Daisy also had her own bike with a saddle bag, and a "Daisy mobile", rather like the "Mystery Machine" in Scooby-Doo. Later on she had a scooter which ran on battery power.

==Pets==
Daisy's pets were a dog called Spot, a Dalmatian, a black Labrador retriever and a horse called Archie, which can be found in three colours: white with black spots, brown and a palomino.

== Booklets ==
Every year a new fashion booklet was issued, showing any new Daisy dolls, and all her latest fashions for that year. Each booklet had a theme; the first, in 1973, being called My Fashion Diary, telling all about Daisy's year and the various outfits she wears each month for various occasions. The 1974 booklet is called My Round the World Holiday, in which Daisy travels the world, showing off more wonderful outfits designed by Mary Quant. Later issues included: My Exciting Life as a Reporter (1975); I'm Having Fun as a Travel Courier (1976); All about my Gift shop (1976); and My Glamorous Life as a Ballerina (1977).

Each fashion book took the reader on a journey in Daisy's busy life. Children could emulate her activities with their own Daisy doll and outfits.
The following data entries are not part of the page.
//! CLI argument definitions for the patient registry.

use std::path::PathBuf;

use clap::{Args, Parser, Subcommand, ValueEnum};
use clap_verbosity_flag::{Verbosity, WarnLevel};
use colorchoice_clap::Color;

use patient_cli::commands::NewPatient;

#[derive(Parser)]
#[command(
    name = "patients",
    version,
    about = "Patient registry - validate and store patient records",
    long_about = "Validate patient records and store them in a flat CSV file.\n\n\
                  Every change is written to an info audit log, every rejected\n\
                  value to an error audit log."
)]
pub struct Cli {
    #[command(subcommand)]
    pub command: Command,

    /// TOML config file with data_file, info_log and error_log paths.
    #[arg(long = "config", value_name = "PATH", global = true)]
    pub config: Option<PathBuf>,

    /// Backing CSV file (overrides the config file).
    #[arg(long = "file", value_name = "PATH", global = true)]
    pub data_file: Option<PathBuf>,

    /// Audit log for successful operations (overrides the config file).
    #[arg(long = "info-log", value_name = "PATH", global = true)]
    pub info_log: Option<PathBuf>,

    /// Audit log for rejected operations (overrides the config file).
    #[arg(long = "error-log", value_name = "PATH", global = true)]
    pub error_log: Option<PathBuf>,

    /// Adjust log verbosity (-v for info, -vv for debug, -q for errors only).
    #[command(flatten)]
    pub verbosity: Verbosity<WarnLevel>,

    /// Control ANSI color output (auto, always, never).
    #[command(flatten)]
    pub color: Color,

    /// Explicit log level (overrides -v/-q flags).
    #[arg(long = "log-level", value_enum, global = true)]
    pub log_level: Option<LogLevelArg>,

    /// Log output format (pretty for human, json for machine parsing).
    #[arg(
        long = "log-format",
        value_enum,
        default_value = "pretty",
        global = true
    )]
    pub log_format: LogFormatArg,

    /// Write logs to a file instead of stderr.
    #[arg(long = "log-file", value_name = "PATH", global = true)]
    pub log_file: Option<PathBuf>,

    /// Include patient names in diagnostic logs.
    #[arg(long = "log-data", global = true)]
    pub log_data: bool,
}

#[derive(Subcommand)]
pub enum Command {
    /// Validate a patient and append it to the data file.
    Add(AddArgs),

    /// List stored patients.
    List(ListArgs),

    /// Print the effective configuration as TOML.
    ShowConfig,
}

#[derive(Args)]
pub struct AddArgs {
    /// First name (letters only).
    #[arg(value_name = "FIRST_NAME")]
    pub first_name: String,

    /// Last name (letters only).
    #[arg(value_name = "LAST_NAME")]
    pub last_name: String,

    /// Birth date, e.g. 1990-01-31 or 31.01.1990.
    #[arg(value_name = "BIRTH_DATE")]
    pub birth_date: String,

    /// Phone number with or without the country code.
    #[arg(value_name = "PHONE")]
    pub phone: String,

    /// Document type label, e.g. "паспорт".
    #[arg(value_name = "DOCUMENT_TYPE")]
    pub document_type: String,

    /// Document number.
    #[arg(value_name = "DOCUMENT_ID")]
    pub document_id: String,
}

impl AddArgs {
    pub fn into_new_patient(self) -> NewPatient {
        NewPatient {
            first_name: self.first_name,
            last_name: self.last_name,
            birth_date: self.birth_date,
            phone: self.phone,
            document_type: self.document_type,
            document_id: self.document_id,
        }
    }
}

#[derive(Args)]
pub struct ListArgs {
    /// Show at most this many patients.
    #[arg(long = "limit", short = 'n', value_name = "N")]
    pub limit: Option<usize>,

    /// Print records as JSON lines instead of a table.
    #[arg(long = "json")]
    pub json: bool,
}

/// CLI log level choices.
#[derive(Clone, Copy, ValueEnum)]
pub enum LogLevelArg {
    Error,
    Warn,
    Info,
    Debug,
    Trace,
}

/// CLI log format choices.
#[derive(Clone, Copy, ValueEnum)]
pub enum LogFormatArg {
    Pretty,
    Compact,
    Json,
}
//! Field normalizers.
//!
//! Each normalizer takes one raw field value, checks it against the field's
//! rules and returns the canonical form. They are pure: audit logging of
//! rejected values happens in [`crate::PatientRecord`], which knows who is
//! being edited.
//!
//! # Birth dates
//!
//! Dates are read from the three digit groups in the input, whatever the
//! separators. When the last group has four digits the groups are taken as
//! day-month-year, otherwise as year-month-day. Only the last group is
//! inspected, so `"14 05 20"` is read as year 14 and rejected.

use std::sync::LazyLock;

use chrono::{Datelike, Local, NaiveDate};
use regex::Regex;

use crate::document::DocumentType;
use crate::error::ValidationError;

/// Earliest accepted birth year.
pub const MIN_BIRTH_YEAR: u32 = 1870;

/// Digits in a national phone number.
pub const PHONE_DIGITS: usize = 10;

/// ASCII digit runs. `\d` would also match non-ASCII digits.
static DIGIT_RUNS: LazyLock<Regex> =
    LazyLock::new(|| Regex::new(r"[0-9]+").expect("Invalid digit run regex"));

fn digit_runs(raw: &str) -> Vec<&str> {
    DIGIT_RUNS.find_iter(raw).map(|m| m.as_str()).collect()
}

/// Parse a digit run, saturating on overflow so huge values fail range checks.
fn parse_component(digits: &str) -> u32 {
    digits.parse().unwrap_or(u32::MAX)
}

fn days_in_month(year: i32, month: u32) -> u32 {
    let (next_year, next_month) = if month == 12 {
        (year + 1, 1)
    } else {
        (year, month + 1)
    };
    NaiveDate::from_ymd_opt(next_year, next_month, 1)
        .and_then(|first| first.pred_opt())
        .map_or(31, |last| last.day())
}

/// Validate a first or last name and return it title-cased.
///
/// An empty name passes; it is stored as an empty cell, which is read back as
/// a missing value.
pub fn normalize_name(raw: &str) -> Result<String, ValidationError> {
    if !raw.chars().all(char::is_alphabetic) {
        return Err(ValidationError::NonAlphabeticName {
            value: raw.to_string(),
        });
    }
    let mut chars = raw.chars();
    let mut titled = String::with_capacity(raw.len());
    if let Some(first) = chars.next() {
        titled.extend(first.to_uppercase());
    }
    titled.extend(chars.flat_map(char::to_lowercase));
    Ok(titled)
}

/// Validate a birth date against the local current date.
pub fn normalize_birth_date(raw: &str) -> Result<NaiveDate, ValidationError> {
    normalize_birth_date_on(raw, Local::now().date_naive())
}

/// Validate a birth date against an explicit `today`.
pub fn normalize_birth_date_on(raw: &str, today: NaiveDate) -> Result<NaiveDate, ValidationError> {
    let runs = digit_runs(raw);
    let [first, second, third] = runs.as_slice() else {
        return Err(ValidationError::IncompleteBirthDate {
            value: raw.to_string(),
        });
    };

    let (year, month, day) = if third.len() == 4 {
        (*third, *second, *first)
    } else {
        (*first, *second, *third)
    };
    let year = parse_component(year);
    let month = parse_component(month);
    let day = parse_component(day);

    if year < MIN_BIRTH_YEAR {
        return Err(ValidationError::YearTooEarly {
            year,
            min: MIN_BIRTH_YEAR,
        });
    }
    if i64::from(year) > i64::from(today.year()) {
        return Err(ValidationError::YearInFuture {
            year,
            current: today.year(),
        });
    }
    if month == 0 || month > 12 {
        return Err(ValidationError::InvalidMonth { month });
    }

    // Year is bounded by the current year here, so the cast is lossless.
    let days = days_in_month(year as i32, month);
    let invalid_day = || ValidationError::InvalidDay {
        day,
        month,
        year,
        days_in_month: days,
    };
    if day == 0 || day > days {
        return Err(invalid_day());
    }
    let date = NaiveDate::from_ymd_opt(year as i32, month, day).ok_or_else(invalid_day)?;

    if date > today {
        return Err(ValidationError::DateInFuture {
            date: date.format("%Y-%m-%d").to_string(),
        });
    }
    Ok(date)
}

/// Normalize a phone number to its 10-digit national form.
///
/// Separators and punctuation are dropped. An 11-digit number must start with
/// the country digit `7` or `8`, which is stripped.
pub fn normalize_phone(raw: &str) -> Result<String, ValidationError> {
    let digits = if raw.chars().all(|c| c.is_ascii_digit()) {
        raw.to_string()
    } else {
        digit_runs(raw).concat()
    };

    match digits.len() {
        len if len == PHONE_DIGITS + 1 => {
            if !digits.starts_with(['7', '8']) {
                return Err(ValidationError::ForeignPhoneCountry { value: digits });
            }
            Ok(digits[1..].to_string())
        }
        PHONE_DIGITS => Ok(digits),
        _ => Err(ValidationError::InvalidPhoneLength { value: digits }),
    }
}

/// Match a document type label, ignoring case.
pub fn normalize_document_type(raw: &str) -> Result<DocumentType, ValidationError> {
    let lowered = raw.to_lowercase();
    DocumentType::from_label(&lowered)
        .ok_or(ValidationError::UnknownDocumentType { value: lowered })
}

/// Keep only the digits of a document id and check their count.
pub fn normalize_document_id(
    raw: &str,
    document_type: DocumentType,
) -> Result<String, ValidationError> {
    let digits = digit_runs(raw).concat();
    let expected = document_type.digit_count();
    if digits.len() != expected {
        return Err(ValidationError::DocumentIdLength {
            actual: digits.len(),
            value: digits,
            expected,
        });
    }
    Ok(digits)
}
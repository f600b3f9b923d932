//! Patient collection over a backing CSV file.

use std::path::{Path, PathBuf};

use patient_model::{PatientRecord, SharedAuditTrail};

use crate::error::{Result, StoreError};
use crate::persist::PersistRecord;
use crate::row::{cells, count_rows, read_row};

/// Default backing file name.
pub const DEFAULT_DATA_FILE: &str = "patients.csv";

/// Handle to an existing backing file.
///
/// The collection keeps no records in memory; every iterator reads the file
/// on demand.
#[derive(Clone)]
pub struct PatientFileCollection {
    path: PathBuf,
    audit: SharedAuditTrail,
}

impl PatientFileCollection {
    /// Open a collection over `path`, which must be an existing file.
    pub fn open(path: impl Into<PathBuf>, audit: SharedAuditTrail) -> Result<Self> {
        let path = path.into();
        if !path.is_file() {
            return Err(StoreError::NotFound { path });
        }
        tracing::debug!(path = %path.display(), "opened patient collection");
        Ok(Self { path, audit })
    }

    pub fn path(&self) -> &Path {
        &self.path
    }

    /// Iterate over every stored record in file order.
    pub fn iter(&self) -> PatientIter {
        PatientIter::new(self.path.clone(), self.audit.clone(), None)
    }

    /// Iterate over at most the first `n` stored records.
    pub fn limit(&self, n: usize) -> PatientIter {
        PatientIter::new(self.path.clone(), self.audit.clone(), Some(n))
    }

    /// Number of rows currently stored.
    pub fn row_count(&self) -> Result<usize> {
        count_rows(&self.path)
    }

    /// Append a record to this collection's file.
    pub fn persist(&self, record: &PatientRecord) -> Result<()> {
        record.persist(&self.path)
    }
}

impl IntoIterator for &PatientFileCollection {
    type Item = Result<PatientRecord>;
    type IntoIter = PatientIter;

    fn into_iter(self) -> Self::IntoIter {
        self.iter()
    }
}

/// Forward iterator over stored records.
///
/// Each step re-reads the file length and row count, then rebuilds the record
/// at the current position with full validation. A row that fails
/// validation yields an error and iteration moves on to the next row. Read
/// failures end the iteration after being reported once.
pub struct PatientIter {
    path: PathBuf,
    audit: SharedAuditTrail,
    limit: Option<usize>,
    index: usize,
    done: bool,
}

impl PatientIter {
    fn new(path: PathBuf, audit: SharedAuditTrail, limit: Option<usize>) -> Self {
        Self {
            path,
            audit,
            limit,
            index: 0,
            done: false,
        }
    }

    /// Rows handed out so far.
    pub fn position(&self) -> usize {
        self.index
    }

    fn end(&self) -> Result<usize> {
        let len = std::fs::metadata(&self.path)
            .map_err(|e| StoreError::io(&self.path, e))?
            .len();
        if len == 0 {
            return Ok(0);
        }
        let total = count_rows(&self.path)?;
        Ok(self.limit.map_or(total, |limit| limit.min(total)))
    }

    fn read_at(&self, index: usize) -> Result<Option<PatientRecord>> {
        let Some(row) = read_row(&self.path, index)? else {
            return Ok(None);
        };
        PatientRecord::from_row(self.audit.clone(), &cells(&row))
            .map(Some)
            .map_err(|source| StoreError::Record {
                path: self.path.clone(),
                row: index,
                source,
            })
    }
}

impl Iterator for PatientIter {
    type Item = Result<PatientRecord>;

    fn next(&mut self) -> Option<Self::Item> {
        if self.done {
            return None;
        }
        let end = match self.end() {
            Ok(end) => end,
            Err(error) => {
                self.done = true;
                return Some(Err(error));
            }
        };
        if self.index >= end {
            self.done = true;
            return None;
        }

        let index = self.index;
        self.index += 1;
        match self.read_at(index) {
            Ok(Some(record)) => Some(Ok(record)),
            Ok(None) => {
                self.done = true;
                None
            }
            Err(error @ StoreError::Record { .. }) => {
                tracing::warn!(row = index, "skipping invalid stored record");
                Some(Err(error))
            }
            Err(error) => {
                self.done = true;
                Some(Err(error))
            }
        }
    }
}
Later fashions (after these booklets) were named "The Optimum" and "Flair" ranges.

==Imitations==
Daisy was imitated by other manufacturers, using similar head moulds to make clone fashion dolls. These dolls may be unmarked, or be marked simply "Hong Kong".

==Associated items==
Sets of Daisy paper dolls were produced in the 1970s including:
- Daisy's Fashion Wardrobe 1: Daisy becomes a model
- Daisy's Fashion Wardrobe 3: Daisy at the Fair
- Daisy's Fashion Wardrobe 4: Daisy's Dress Show

A book, Mary Quant's Daisy Chain of Things to Make and Do (ISBN 0001033514) was published by Collins in 1975.